# Newbie, Skiff fan, Willy Roberts Dream Rig... Original and new custom



## Ginger Badger (Jun 9, 2019)

Hello All, 
Everything Islamorada and surrounding Keys Fan. Current Pathfinder 2600 owner looking to add a skinny water skiff, Owned a Hells Bay Whipray 15 years ago and can't kick the fever.
Ready to upgrade the challenge to Fly Tools as well, Enjoy the Microskiff community discussions and helpful tidbits and directions.
Thanks for the Advise along the way.

PS. If anyone knows of any Ol School Original Willy Boats out there for sale I'm interested.
Especially 20's, Projects or ready to Go.


----------



## Flatbroke426 (May 5, 2018)

I’d give. Shout to Islamarine in Islamorada.
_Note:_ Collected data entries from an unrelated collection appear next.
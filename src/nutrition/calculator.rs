//! Energy metrics calculation
//!
//! Turns a validated profile into BMI, BMR, TDEE and a daily calorie target.
//! Every function here is pure and total over validated profiles.

use crate::models::{ActivityLevel, Advisory, Metrics, Profile, Sex};

// ============================================================================
// Mifflin-St Jeor Coefficients
// ============================================================================

/// kcal per kilogram of body weight
pub const BMR_WEIGHT_FACTOR: f64 = 10.0;
/// kcal per centimeter of height
pub const BMR_HEIGHT_FACTOR: f64 = 6.25;
/// kcal per year of age (subtracted)
pub const BMR_AGE_FACTOR: f64 = 5.0;
/// Constant term for males
pub const BMR_MALE_OFFSET: f64 = 5.0;
/// Constant term for females
pub const BMR_FEMALE_OFFSET: f64 = -161.0;

// ============================================================================
// Activity Multipliers
// ============================================================================

pub const SEDENTARY_MULTIPLIER: f64 = 1.17;
pub const LIGHTLY_ACTIVE_MULTIPLIER: f64 = 1.27;
pub const MODERATELY_ACTIVE_MULTIPLIER: f64 = 1.37;
pub const VERY_ACTIVE_MULTIPLIER: f64 = 1.52;
pub const EXTRA_ACTIVE_MULTIPLIER: f64 = 1.65;
/// Used for any activity level outside the table
pub const DEFAULT_ACTIVITY_MULTIPLIER: f64 = 1.2;

// ============================================================================
// BMI Thresholds and Target Adjustment
// ============================================================================

/// BMI strictly below this is underweight
pub const UNDERWEIGHT_BMI_LIMIT: f64 = 18.5;
/// BMI up to and including this is healthy
pub const HEALTHY_BMI_LIMIT: f64 = 24.9;
/// kcal added for underweight, removed for overweight
pub const CALORIE_ADJUSTMENT: f64 = 300.0;

/// Basal metabolic rate in kcal/day (Mifflin-St Jeor)
pub fn basal_metabolic_rate(profile: &Profile) -> f64 {
    let offset = match profile.sex() {
        Sex::Male => BMR_MALE_OFFSET,
        Sex::Female => BMR_FEMALE_OFFSET,
    };

    BMR_WEIGHT_FACTOR * profile.weight_kg() + BMR_HEIGHT_FACTOR * profile.height_cm()
        - BMR_AGE_FACTOR * f64::from(profile.age_years())
        + offset
}

/// Multiplier applied to BMR for the given activity level
pub fn activity_multiplier(level: ActivityLevel) -> f64 {
    match level {
        ActivityLevel::Sedentary => SEDENTARY_MULTIPLIER,
        ActivityLevel::LightlyActive => LIGHTLY_ACTIVE_MULTIPLIER,
        ActivityLevel::ModeratelyActive => MODERATELY_ACTIVE_MULTIPLIER,
        ActivityLevel::VeryActive => VERY_ACTIVE_MULTIPLIER,
        ActivityLevel::ExtraActive => EXTRA_ACTIVE_MULTIPLIER,
        ActivityLevel::Unrecognized => DEFAULT_ACTIVITY_MULTIPLIER,
    }
}

/// Body mass index in kg/m²
pub fn body_mass_index(weight_kg: f64, height_cm: f64) -> f64 {
    let height_m = height_cm / 100.0;
    weight_kg / (height_m * height_m)
}

/// Classify a BMI. Boundaries: `< 18.5` underweight, `<= 24.9` healthy.
pub fn classify_bmi(bmi: f64) -> Advisory {
    if bmi < UNDERWEIGHT_BMI_LIMIT {
        Advisory::Underweight
    } else if bmi <= HEALTHY_BMI_LIMIT {
        Advisory::Healthy
    } else {
        Advisory::Overweight
    }
}

/// Daily calorie target for a TDEE and classification
pub fn target_calories(tdee: f64, advisory: Advisory) -> f64 {
    match advisory {
        Advisory::Underweight => tdee + CALORIE_ADJUSTMENT,
        Advisory::Healthy => tdee,
        Advisory::Overweight => tdee - CALORIE_ADJUSTMENT,
    }
}

/// Compute the full metrics record for a profile
pub fn compute_metrics(profile: &Profile) -> Metrics {
    let bmr = basal_metabolic_rate(profile);
    let tdee = bmr * activity_multiplier(profile.activity_level());
    let bmi = body_mass_index(profile.weight_kg(), profile.height_cm());
    let advisory = classify_bmi(bmi);

    Metrics {
        bmi,
        bmr,
        tdee,
        target_calories: target_calories(tdee, advisory),
        advisory,
    }
}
They may have a lead on a Willy’s


----------



## Ginger Badger (Jun 9, 2019)

Thanks @Flatbroke426, great idea. 
I met Steve last week while in town. 
Great Fellow who makes a killer Skiff as I bet you know already ...
IslaMarine 10WT skiff. really nice Rig ,
We saw Hull #1 and #2. 
I’ll post pictures and start a thread after I’m clear to post Pics.


----------



## Ginger Badger (Jun 9, 2019)




----------



## topnative2 (Feb 22, 2009)

there was a wooden one for sale in jupiter


----------



## topnative2 (Feb 22, 2009)

https://www.boattrader.com/listing/1968-roberts-flats-skiff-103560103/



https://www.smartmarineguide.com/boats-for-sale/willy-roberts


https://www.willyflatsboats.com/willy-pre-owned/


----------



## Backwater (Dec 14, 2014)

Ginger Badger said:


> View attachment 77730
> View attachment 77732
> View attachment 77734


That is sweet!


----------